In 2019, trainers traveled to more than 35 destinations to lead workshops, their busiest year. The pandemic changed everything. No travel for training since Progreso, Mexico, in early March. And, with cruise ships not sailing, Aquila had no shore excursion business this year.
However, Aquila Founder Beth Kelly Hatt said 2020 gave time to pivot and adapt much of the training into online and virtual formats for a much wider scope. Timely new courses were developed, and a new website details all the offerings. There's also a Spanish version of www.cruiseexcellence.com, and courses are available in Spanish, too.
How to be ready for cruising's resumption
Among the new programs, Aquila created 'How to be Ready for the Resumption of Cruise,' a series of five workshops targeted at destinations, ports and tour operators. Topics include how to prepare your community to welcome ships, how to build an operational plan that adapts with change, how to reimagine product development and guest experiences, how to create a culture of service in destinations and organizations and how to deliver 'wow' experiences for cruise lines and guests.
Everyone needs to be acting on these things, Hatt said.
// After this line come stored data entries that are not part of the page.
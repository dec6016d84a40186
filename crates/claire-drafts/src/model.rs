//! The `Draft` model.

use chrono::{DateTime, Utc};
use serde::{Deserialize, Serialize};
use sha2::{Digest, Sha256};

/// A partial, unvalidated form submission owned exclusively by its creator.
#[derive(Debug, Clone, Serialize, Deserialize)]
pub struct Draft {
    /// The SOP this draft is being filled out against.
    pub sop_id: String,
    /// The SOP version pinned at creation time.
    pub sop_version: String,
    /// Opaque identifier, client-chosen or server-issued.
    pub draft_id: String,
    /// The principal id of the owner; only the owner (or an admin) may act on it.
    pub owner: String,
    /// Partial field assignment. Not validated against the SOP.
    pub body: serde_json::Value,
    /// Monotonic last-write timestamp.
    pub updated_at: DateTime<Utc>,
    /// `sha256` of the canonical JSON body, for optimistic-concurrency acknowledgments.
    pub checksum: String,
}

impl claire_rbac::DraftView for Draft {
    fn owner(&self) -> &str {
        &self.owner
    }
}

/// Compute the checksum stored alongside a draft body.
#[must_use]
pub fn checksum_of(body: &serde_json::Value) -> String {
    let canonical = serde_json::to_vec(body).unwrap_or_default();
    let mut hasher = Sha256::new();
    hasher.update(&canonical);
    hex::encode(hasher.finalize())
}

#[cfg(test)]
mod tests {
    use super::*;
    use serde_json::json;

    #[test]
    fn test_should_compute_stable_checksum_for_identical_bodies() {
        let a = checksum_of(&json!({"x": 1, "y": 2}));
        let b = checksum_of(&json!({"x": 1, "y": 2}));
        assert_eq!(a, b);
    }

    #[test]
    fn test_should_compute_different_checksum_for_different_bodies() {
        let a = checksum_of(&json!({"x": 1}));
        let b = checksum_of(&json!({"x": 2}));
        assert_ne!(a, b);
    }
}
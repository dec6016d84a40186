//! Error type for token verification and authentication.

/// Errors produced while verifying or issuing tokens.
#[derive(Debug, thiserror::Error)]
pub enum AuthError {
    /// Signature, claim, or structural verification failed.
    #[error("token verification failed: {0}")]
    Invalid(String),

    /// The token's `exp` claim is in the past.
    #[error("token expired")]
    Expired,

    /// The provider could not reach or parse its key source (JWKS endpoint, etc).
    #[error("key source unavailable: {0}")]
    KeySourceUnavailable(String),

    /// No key with the token's `kid` was found in the provider's key set.
    #[error("unknown signing key: {0}")]
    UnknownKey(String),

    /// `authenticate`/`refresh` called against a provider that does not support it.
    #[error("operation not supported by this provider")]
    NotSupported,

    /// Username/password or refresh token did not resolve to a session.
    #[error("invalid credentials")]
    InvalidCredentials,

    /// Catch-all for unexpected internal errors.
    #[error(transparent)]
    Internal(#[from] anyhow::Error),
}

impl From<AuthError> for claire_core::ClaireError {
    fn from(err: AuthError) -> Self {
        match err {
            AuthError::Invalid(msg) | AuthError::KeySourceUnavailable(msg) => {
                Self::AuthInvalid(msg)
            }
            AuthError::UnknownKey(kid) => Self::AuthInvalid(format!("unknown signing key: {kid}")),
            AuthError::Expired => Self::AuthExpired,
            AuthError::NotSupported => {
                Self::AuthInvalid("operation not supported by this provider".to_owned())
            }
            AuthError::InvalidCredentials => Self::AuthInvalid("invalid credentials".to_owned()),
            AuthError::Internal(e) => Self::Internal(e),
        }
    }
}
//! Thin HTTP dispatch surface for CLAIRE (§4.9, §6).
//!
//! Every request runs the same pipeline: resolve a [`router::Route`],
//! authenticate (except `/health`), call the matching `routes::*` handler,
//! and translate the `Result` into the uniform `{ok, ...}` envelope. The
//! pipeline itself has no business logic — every decision belongs to the
//! component crate the handler delegates to.

mod auth;
mod body;
mod envelope;
mod error;
mod multipart;
mod query;
mod router;
mod routes;
mod service;
pub mod state;

pub use body::ClaireBody;
pub use error::HttpError;
pub use router::Route;
pub use service::{ClaireHttpConfig, ClaireHttpService};
pub use state::AppState;

use bytes::Bytes;
use claire_core::ClaireError;
use http::request::Parts;
use http::{Response, Uri};

/// Run the full request pipeline for an already-collected request.
///
/// Splitting dispatch from body collection keeps this function testable
/// without a live hyper connection (see `service::tests`).
pub async fn dispatch(state: &AppState, parts: Parts, body: Bytes) -> Response<ClaireBody> {
    let route = match router::resolve(&parts.method, parts.uri.path()) {
        Some(route) => route,
        None => {
            return envelope::error(&ClaireError::from(HttpError::NotFound(
                parts.method.to_string(),
                parts.uri.path().to_owned(),
            )));
        }
    };

    if matches!(route, Route::Health) {
        return routes::health::handle();
    }

    let principal = match auth::authenticate(state, &parts).await {
        Ok(principal) => principal,
        Err(err) => return envelope::error(&err),
    };

    let content_type = parts
        .headers
        .get(http::header::CONTENT_TYPE)
        .and_then(|v| v.to_str().ok());

    let result = handle_route(state, &principal, route, &parts.uri, content_type, &body).await;
    match result {
        Ok(response) => response,
        Err(err) => envelope::error(&err),
    }
}

async fn handle_route(
    state: &AppState,
    principal: &claire_core::Principal,
    route: Route,
    uri: &Uri,
    content_type: Option<&str>,
    body: &Bytes,
) -> Result<Response<ClaireBody>, ClaireError> {
    match route {
        Route::Health => unreachable!("handled before authentication"),
        Route::ListSops => routes::sops::list(state, principal).await,
        Route::GetSop { sop_id } => routes::sops::get(state, principal, &sop_id, uri).await,
        Route::ListDrafts => {
            let sop_id = query::query_param(uri, "sop_id");
            routes::drafts::list(state, principal, sop_id.as_deref()).await
        }
        Route::CreateDraft => routes::drafts::create(state, principal, body).await,
        Route::UpdateDraft { draft_id } => routes::drafts::update(state, principal, &draft_id, body).await,
        Route::DeleteDraft { draft_id } => routes::drafts::delete(state, principal, &draft_id).await,
        Route::UploadFile => routes::files::upload(state, principal, content_type, body).await,
        Route::PresignFile => routes::files::presign(state, principal, body).await,
        Route::CreateSubmission => routes::eln::create(state, principal, body).await,
        Route::ListSubmissions => routes::eln::list(state, principal, uri).await,
        Route::GetSubmission { submission_id } => routes::eln::get(state, principal, &submission_id).await,
        Route::RuntimeConfig => routes::config::get(state, principal),
        Route::ListGroups => routes::groups::list(state, principal),
    }
}
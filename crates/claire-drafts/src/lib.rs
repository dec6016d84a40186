//! Per-owner draft autosave state for CLAIRE.
//!
//! A draft is a partial, unvalidated form submission visible only to the
//! principal who created it. Drafts are never validated against their SOP
//! and never transition into a submission automatically — a client must
//! explicitly submit, at which point `claire-submissions` reads the draft's
//! body as a starting point and the draft is retired on success.

mod error;
mod model;
mod store;

pub use error::DraftError;
pub use model::{Draft, checksum_of};
pub use store::DraftStore;
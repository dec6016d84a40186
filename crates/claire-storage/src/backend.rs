//! The `StorageBackend` trait every storage implementation satisfies.

use async_trait::async_trait;
use bytes::Bytes;

use crate::error::StorageError;
use crate::types::{Bucket, ListPage, ObjectMetadata, StoredObject};

/// A namespaced key/value object store over `{org}/{bucket}/{key…}`.
///
/// Every implementation is exercised by the same behavioral test suite
/// (`tests::contract`, instantiated once per backend) so callers can treat
/// the two implementations as interchangeable.
#[async_trait]
pub trait StorageBackend: std::fmt::Debug + Send + Sync {
    /// Write `bytes` at `bucket`/`key`, recording `media_type`.
    ///
    /// Idempotent on identical bytes: a `put` of the same content to the
    /// same key is a no-op from the caller's perspective. Byte-for-byte
    /// content is preserved — no transcoding of any kind.
    ///
    /// # Errors
    /// Returns [`StorageError::Unavailable`] if the backend cannot be
    /// reached within its retry budget.
    async fn put(
        &self,
        bucket: Bucket,
        key: &str,
        bytes: Bytes,
        media_type: &str,
    ) -> Result<(), StorageError>;

    /// Read the bytes and media type stored at `bucket`/`key`.
    ///
    /// # Errors
    /// Returns [`StorageError::NotFound`] if no object exists at that key.
    async fn get(&self, bucket: Bucket, key: &str) -> Result<StoredObject, StorageError>;

    /// Read metadata for the object at `bucket`/`key` without fetching its
    /// bytes.
    ///
    /// # Errors
    /// Returns [`StorageError::NotFound`] if no object exists at that key.
    async fn head(&self, bucket: Bucket, key: &str) -> Result<ObjectMetadata, StorageError>;

    /// List objects under `prefix`, paginated by `cursor` and bounded by
    /// `limit`.
    async fn list(
        &self,
        bucket: Bucket,
        prefix: &str,
        cursor: Option<&str>,
        limit: usize,
    ) -> Result<ListPage, StorageError>;

    /// Delete the object at `bucket`/`key`. Idempotent: deleting an
    /// already-absent key succeeds.
    async fn delete(&self, bucket: Bucket, key: &str) -> Result<(), StorageError>;

    /// Issue a URL authorizing a single PUT to `bucket`/`key`, valid for
    /// `ttl_seconds`.
    async fn presign_put(
        &self,
        bucket: Bucket,
        key: &str,
        ttl_seconds: u64,
        media_type: &str,
    ) -> Result<String, StorageError>;

    /// Issue a URL authorizing a single GET from `bucket`/`key`, valid for
    /// `ttl_seconds`.
    async fn presign_get(
        &self,
        bucket: Bucket,
        key: &str,
        ttl_seconds: u64,
    ) -> Result<String, StorageError>;
}
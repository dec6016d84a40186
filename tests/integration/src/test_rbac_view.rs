//! Scenario E: RBAC view filtering. Two submitters in different groups;
//! a `view:group` principal sharing a group with only one of them must see
//! exactly that one through `GET /api/v1/eln`.

use http::{Method, StatusCode};
use serde_json::json;

use crate::{Harness, json_body};

#[tokio::test]
async fn test_should_filter_listing_to_shared_group_submissions() {
    let harness = Harness::new().await;
    harness.seed_basic_sop().await;

    let alice_token = harness.token_for("alice").await;
    let bob_token = harness.token_for("bob").await;
    let carol_token = harness.token_for("carol").await;

    let alice_submission = json!({
        "sop_id": "sop-basic-001",
        "sop_version": "1.0.0",
        "body": {"sample_id": "S000001", "temperature_c": 10},
    });
    let response = harness
        .request(
            Method::POST,
            "/api/v1/eln",
            Some(&alice_token),
            serde_json::to_vec(&alice_submission).unwrap(),
        )
        .await;
    assert_eq!(response.status(), StatusCode::OK);

    // bob only holds `view:own`, not `submit:*`, so bob's own submission is
    // written directly against the store to set up the fixture without
    // routing the permission check through the HTTP layer twice.
    harness
        .state
        .submissions
        .finalize(
            &claire_core::Principal {
                subject: "u-bob".to_owned(),
                username: "bob".to_owned(),
                email: None,
                groups: vec!["CLINICIANS".to_owned()],
                permissions: vec!["submit:*".to_owned()],
                is_admin: false,
            },
            claire_submissions::FinalizeRequest {
                sop_id: "sop-basic-001".to_owned(),
                sop_version: "1.0.0".to_owned(),
                body: json!({"sample_id": "S000002", "temperature_c": 20}),
                attachment_file_ids: vec![],
                draft_id: None,
                idempotency_key: None,
            },
        )
        .await
        .unwrap();

    let _ = bob_token; // bob's own credentials are unused once the fixture is seeded directly.

    let list_response = harness
        .request(Method::GET, "/api/v1/eln?sop_id=sop-basic-001", Some(&carol_token), Vec::new())
        .await;
    assert_eq!(list_response.status(), StatusCode::OK);
    let envelope = json_body(list_response).await;
    let items = envelope["data"]["items"].as_array().unwrap();
    assert_eq!(items.len(), 1);
    assert_eq!(items[0]["principal"]["username"], json!("alice"));
}

#[tokio::test]
async fn test_should_deny_direct_get_outside_view_scope() {
    let harness = Harness::new().await;
    harness.seed_basic_sop().await;
    let alice_token = harness.token_for("alice").await;
    let bob_token = harness.token_for("bob").await;

    let submission = json!({
        "sop_id": "sop-basic-001",
        "sop_version": "1.0.0",
        "body": {"sample_id": "S000003", "temperature_c": 30},
    });
    let create = harness
        .request(Method::POST, "/api/v1/eln", Some(&alice_token), serde_json::to_vec(&submission).unwrap())
        .await;
    let submission_id = json_body(create).await["data"]["submission_id"].as_str().unwrap().to_owned();

    let get_response = harness
        .request(Method::GET, &format!("/api/v1/eln/{submission_id}"), Some(&bob_token), Vec::new())
        .await;
    assert_eq!(get_response.status(), StatusCode::FORBIDDEN);
}
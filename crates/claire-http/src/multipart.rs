//! Multipart form data parsing for `POST /api/v1/files`: a hand-rolled
//! boundary-splitting parser that also surfaces the client-declared
//! filename.

use bytes::Bytes;

use crate::error::HttpError;

/// A parsed multipart upload: the file field's bytes, declared content
/// type, and declared filename.
#[derive(Debug)]
pub struct MultipartFile {
    /// The uploaded bytes, exactly as received — no transcoding.
    pub data: Bytes,
    /// `Content-Type` declared on the file part, if any.
    pub content_type: Option<String>,
    /// `filename` declared on the file part's `Content-Disposition`, if any.
    pub filename: Option<String>,
}

/// Extract the boundary from a `Content-Type: multipart/form-data;
/// boundary=...` header.
///
/// # Errors
/// Returns [`HttpError::MalformedBody`] if the header is missing, not
/// multipart, or carries no boundary parameter.
pub fn extract_boundary(content_type: &str) -> Result<String, HttpError> {
    if !content_type
        .to_ascii_lowercase()
        .starts_with("multipart/form-data")
    {
        return Err(HttpError::MalformedBody(format!(
            "expected multipart/form-data, got {content_type}"
        )));
    }
    for part in content_type.split(';') {
        let trimmed = part.trim();
        if let Some(val) = trimmed.strip_prefix("boundary=") {
            let boundary = val.trim_matches('"').to_owned();
            if boundary.is_empty() {
                return Err(HttpError::MalformedBody("empty multipart boundary".to_owned()));
            }
            return Ok(boundary);
        }
    }
    Err(HttpError::MalformedBody("missing multipart boundary".to_owned()))
}

/// Parse a multipart body into its single file field, per `POST
/// /api/v1/files`'s contract: exactly one file part, named `file`.
///
/// # Errors
/// Returns [`HttpError::MalformedBody`] if no file field is present.
pub fn parse_file_field(body: &[u8], boundary: &str) -> Result<MultipartFile, HttpError> {
    let delimiter = format!("--{boundary}");
    let end_delimiter = format!("--{boundary}--");
    let parts = split_parts(body, delimiter.as_bytes(), end_delimiter.as_bytes());

    for part in parts {
        let Some((headers, part_body)) = split_headers_body(part) else {
            continue;
        };
        let disposition = parse_content_disposition(headers);
        if disposition.name.as_deref() == Some("file") || disposition.filename.is_some() {
            return Ok(MultipartFile {
                data: Bytes::copy_from_slice(part_body),
                content_type: parse_part_content_type(headers),
                filename: disposition.filename,
            });
        }
    }

    Err(HttpError::MalformedBody("missing file field in multipart body".to_owned()))
}

fn split_parts<'a>(body: &'a [u8], delimiter: &[u8], end_delimiter: &[u8]) -> Vec<&'a [u8]> {
    let mut parts = Vec::new();
    let Some(pos) = find_bytes(body, delimiter) else {
        return parts;
    };
    let mut remaining = skip_crlf(&body[pos + delimiter.len()..]);

    loop {
        if remaining.starts_with(end_delimiter)
            || remaining
                .strip_prefix(b"\r\n")
                .is_some_and(|r| r.starts_with(end_delimiter))
        {
            break;
        }
        if let Some(pos) = find_bytes(remaining, delimiter) {
            parts.push(strip_trailing_crlf(&remaining[..pos]));
            remaining = skip_crlf(&remaining[pos + delimiter.len()..]);
        } else {
            let part = strip_trailing_crlf(remaining);
            if !part.is_empty() {
                parts.push(part);
            }
            break;
        }
    }
    parts
}

fn split_headers_body(part: &[u8]) -> Option<(&[u8], &[u8])> {
    let separator = b"\r\n\r\n";
    find_bytes(part, separator).map(|pos| (&part[..pos], &part[pos + separator.len()..]))
}

struct ContentDisposition {
    name: Option<String>,
    filename: Option<String>,
}

fn parse_content_disposition(headers: &[u8]) -> ContentDisposition {
    let headers_str = String::from_utf8_lossy(headers);
    let mut name = None;
    let mut filename = None;
    for line in headers_str.split("\r\n") {
        if !line.to_ascii_lowercase().starts_with("content-disposition:") {
            continue;
        }
        if let Some(n) = extract_quoted_param(line, "name") {
            name = Some(n);
        }
        if let Some(f) = extract_quoted_param(line, "filename") {
            filename = Some(f);
        }
    }
    ContentDisposition { name, filename }
}

fn parse_part_content_type(headers: &[u8]) -> Option<String> {
    let headers_str = String::from_utf8_lossy(headers);
    for line in headers_str.split("\r\n") {
        let lower = line.to_ascii_lowercase();
        if let Some(rest) = lower.strip_prefix("content-type:") {
            return Some(rest.trim().to_owned());
        }
    }
    None
}

fn extract_quoted_param(header_line: &str, param_name: &str) -> Option<String> {
    let quoted_pattern = format!("{param_name}=\"");
    let lower_line = header_line.to_ascii_lowercase();
    if let Some(pos) = lower_line.find(&quoted_pattern) {
        let start = pos + quoted_pattern.len();
        let rest = &header_line[start..];
        if let Some(end) = rest.find('"') {
            return Some(rest[..end].to_owned());
        }
    }
    None
}

fn find_bytes(haystack: &[u8], needle: &[u8]) -> Option<usize> {
    if needle.is_empty() || needle.len() > haystack.len() {
        return None;
    }
    haystack.windows(needle.len()).position(|w| w == needle)
}

fn skip_crlf(data: &[u8]) -> &[u8] {
    data.strip_prefix(b"\r\n").unwrap_or(data)
}

fn strip_trailing_crlf(data: &[u8]) -> &[u8] {
    data.strip_suffix(b"\r\n").unwrap_or(data)
}

#[cfg(test)]
mod tests {
    use super::*;

    #[test]
    fn test_should_extract_boundary() {
        let ct = "multipart/form-data; boundary=----WebKitFormBoundary7MA4YWxkTrZu0gW";
        assert_eq!(
            extract_boundary(ct).unwrap(),
            "----WebKitFormBoundary7MA4YWxkTrZu0gW"
        );
    }

    #[test]
    fn test_should_reject_non_multipart_content_type() {
        assert!(extract_boundary("application/json").is_err());
    }

    #[test]
    fn test_should_parse_file_field_with_filename_and_content_type() {
        let boundary = "----b";
        let body = "------b\r\n\
             Content-Disposition: form-data; name=\"file\"; filename=\"sample.png\"\r\n\
             Content-Type: image/png\r\n\
             \r\n\
             \x89PNGDATA\r\n\
             ------b--\r\n";
        let parsed = parse_file_field(body.as_bytes(), boundary).unwrap();
        assert_eq!(parsed.data.as_ref(), b"\x89PNGDATA");
        assert_eq!(parsed.content_type.as_deref(), Some("image/png"));
        assert_eq!(parsed.filename.as_deref(), Some("sample.png"));
    }

    #[test]
    fn test_should_error_when_file_field_missing() {
        let boundary = "b";
        let body = "--b\r\nContent-Disposition: form-data; name=\"note\"\r\n\r\nhi\r\n--b--\r\n";
        assert!(parse_file_field(body.as_bytes(), boundary).is_err());
    }

    #[test]
    fn test_should_preserve_binary_bytes_exactly() {
        let boundary = "b";
        let mut body = Vec::new();
        body.extend_from_slice(b"--b\r\n");
        body.extend_from_slice(b"Content-Disposition: form-data; name=\"file\"; filename=\"x.bin\"\r\n");
        body.extend_from_slice(b"Content-Type: application/octet-stream\r\n\r\n");
        body.extend_from_slice(&[0u8, 255, 10, 13, 0, 200]);
        body.extend_from_slice(b"\r\n--b--\r\n");
        let parsed = parse_file_field(&body, boundary).unwrap();
        assert_eq!(parsed.data.as_ref(), &[0u8, 255, 10, 13, 0, 200]);
    }
}
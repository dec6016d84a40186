//! Managed identity pool provider: RS256 verification against a JWKS
//! endpoint, with a `dashmap`-backed key cache keyed by `kid`.

use std::collections::HashMap;
use std::sync::Arc;
use std::time::{Duration, Instant};

use async_trait::async_trait;
use claire_core::{GroupConfig, Principal};
use dashmap::DashMap;
use jsonwebtoken::{Algorithm, DecodingKey, Validation, decode, decode_header};
use tracing::debug;

use crate::claims::{CommonClaims, resolve_principal};
use crate::error::AuthError;
use crate::provider::{AuthProvider, Session};

/// Clock skew tolerance for `exp`/`nbf` (§4.3).
const CLOCK_SKEW_SECONDS: u64 = 60;

/// How long a fetched JWKS key set is trusted before a re-fetch is forced.
const JWKS_CACHE_TTL: Duration = Duration::from_secs(3600);

#[derive(Debug, serde::Deserialize)]
struct Jwks {
    keys: Vec<JwksKey>,
}

#[derive(Debug, Clone, serde::Deserialize)]
struct JwksKey {
    kid: String,
    n: String,
    e: String,
}

/// Verifies Cognito-issued RS256 tokens against the pool's published JWKS.
///
/// `authenticate`/`refresh` are not implemented here — Cognito login is a
/// client-side hosted-UI flow outside this crate's scope — and always
/// return [`AuthError::NotSupported`].
#[derive(Debug)]
pub struct CognitoProvider {
    jwks_url: String,
    issuer: String,
    client_id: String,
    groups: HashMap<String, GroupConfig>,
    http: reqwest::Client,
    keys: DashMap<String, JwksKey>,
    keys_fetched_at: DashMap<(), Instant>,
}

impl CognitoProvider {
    /// Construct a provider for the given user pool.
    #[must_use]
    pub fn new(
        region: &str,
        pool_id: &str,
        client_id: impl Into<String>,
        groups: HashMap<String, GroupConfig>,
    ) -> Self {
        let issuer = format!("https://cognito-idp.{region}.amazonaws.com/{pool_id}");
        let jwks_url = format!("{issuer}/.well-known/jwks.json");
        Self {
            jwks_url,
            issuer,
            client_id: client_id.into(),
            groups,
            http: reqwest::Client::new(),
            keys: DashMap::new(),
            keys_fetched_at: DashMap::new(),
        }
    }

    fn cache_is_fresh(&self) -> bool {
        self.keys_fetched_at
            .get(&())
            .is_some_and(|fetched| fetched.elapsed() < JWKS_CACHE_TTL)
    }

    async fn refresh_jwks(&self) -> Result<(), AuthError> {
        debug!(url = %self.jwks_url, "fetching JWKS");
        let response = self
            .http
            .get(&self.jwks_url)
            .send()
            .await
            .map_err(|e| AuthError::KeySourceUnavailable(e.to_string()))?;
        let jwks: Jwks = response
            .json()
            .await
            .map_err(|e| AuthError::KeySourceUnavailable(e.to_string()))?;
        self.keys.clear();
        for key in jwks.keys {
            self.keys.insert(key.kid.clone(), key);
        }
        self.keys_fetched_at.insert((), Instant::now());
        Ok(())
    }

    async fn decoding_key_for(&self, kid: &str) -> Result<DecodingKey, AuthError> {
        if !self.cache_is_fresh() || !self.keys.contains_key(kid) {
            self.refresh_jwks().await?;
        }
        let key = self
            .keys
            .get(kid)
            .ok_or_else(|| AuthError::UnknownKey(kid.to_owned()))?;
        DecodingKey::from_rsa_components(&key.n, &key.e)
            .map_err(|e| AuthError::Invalid(format!("malformed JWKS key: {e}")))
    }
}

#[async_trait]
impl AuthProvider for CognitoProvider {
    async fn verify(&self, token: &str) -> Result<Principal, AuthError> {
        let header = decode_header(token).map_err(|e| AuthError::Invalid(e.to_string()))?;
        let kid = header
            .kid
            .ok_or_else(|| AuthError::Invalid("token header is missing kid".to_owned()))?;
        let decoding_key = self.decoding_key_for(&kid).await?;

        let mut validation = Validation::new(Algorithm::RS256);
        validation.set_issuer(&[self.issuer.clone()]);
        validation.set_audience(&[self.client_id.clone()]);
        validation.leeway = CLOCK_SKEW_SECONDS;

        let data = decode::<CommonClaims>(token, &decoding_key, &validation).map_err(|e| {
            use jsonwebtoken::errors::ErrorKind;
            match e.kind() {
                ErrorKind::ExpiredSignature => AuthError::Expired,
                _ => AuthError::Invalid(e.to_string()),
            }
        })?;

        Ok(resolve_principal(&data.claims, &self.groups))
    }

    async fn authenticate(&self, _username: &str, _password: &str) -> Result<Session, AuthError> {
        Err(AuthError::NotSupported)
    }

    async fn refresh(&self, _refresh_token: &str) -> Result<Session, AuthError> {
        Err(AuthError::NotSupported)
    }
}
//! `GET /api/v1/user-management/groups` — the group-to-permission mapping
//! sourced from config (§4.1 `auth.groups`), read-only from this surface's
//! perspective; group membership itself is managed by the identity provider.

use claire_core::{ClaireError, Principal};
use http::Response;
use serde::Serialize;

use crate::body::ClaireBody;
use crate::envelope;
use crate::state::AppState;

#[derive(Debug, Serialize)]
struct GroupSummary {
    name: String,
    description: String,
    permissions: Vec<String>,
}

/// List every configured group with its description and granted permissions.
///
/// # Errors
/// This handler cannot fail; it is infallible over a frozen config, but
/// returns a `Result` to match the other route handlers' signature.
pub fn list(state: &AppState, _principal: &Principal) -> Result<Response<ClaireBody>, ClaireError> {
    let mut groups: Vec<GroupSummary> = state
        .config
        .auth
        .groups
        .iter()
        .map(|(name, config)| GroupSummary {
            name: name.clone(),
            description: config.description.clone(),
            permissions: config.permissions.clone(),
        })
        .collect();
    groups.sort_by(|a, b| a.name.cmp(&b.name));
    Ok(envelope::ok(&groups))
}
Aquila itself is 'working on our own operational plans and protocols to be ready for a 2021 season, however that may look. We’ve partnered with operators in Europe to learn from their lessons as well as taken every chance to listen to expert panels on the subject.'
Back to training, in 2020 Aquila has delivered 63 workshops and programs online and virtually to 5,696 participants from 27 countries. Besides BVI, Guadeloupe, Grenada and the Florida-Caribbean Cruise Association (for which Aquila is exclusive training partner) have been among those.
Hatt said the company is also talking about training with Cruise Lines International Association and with Seatrade in 2021.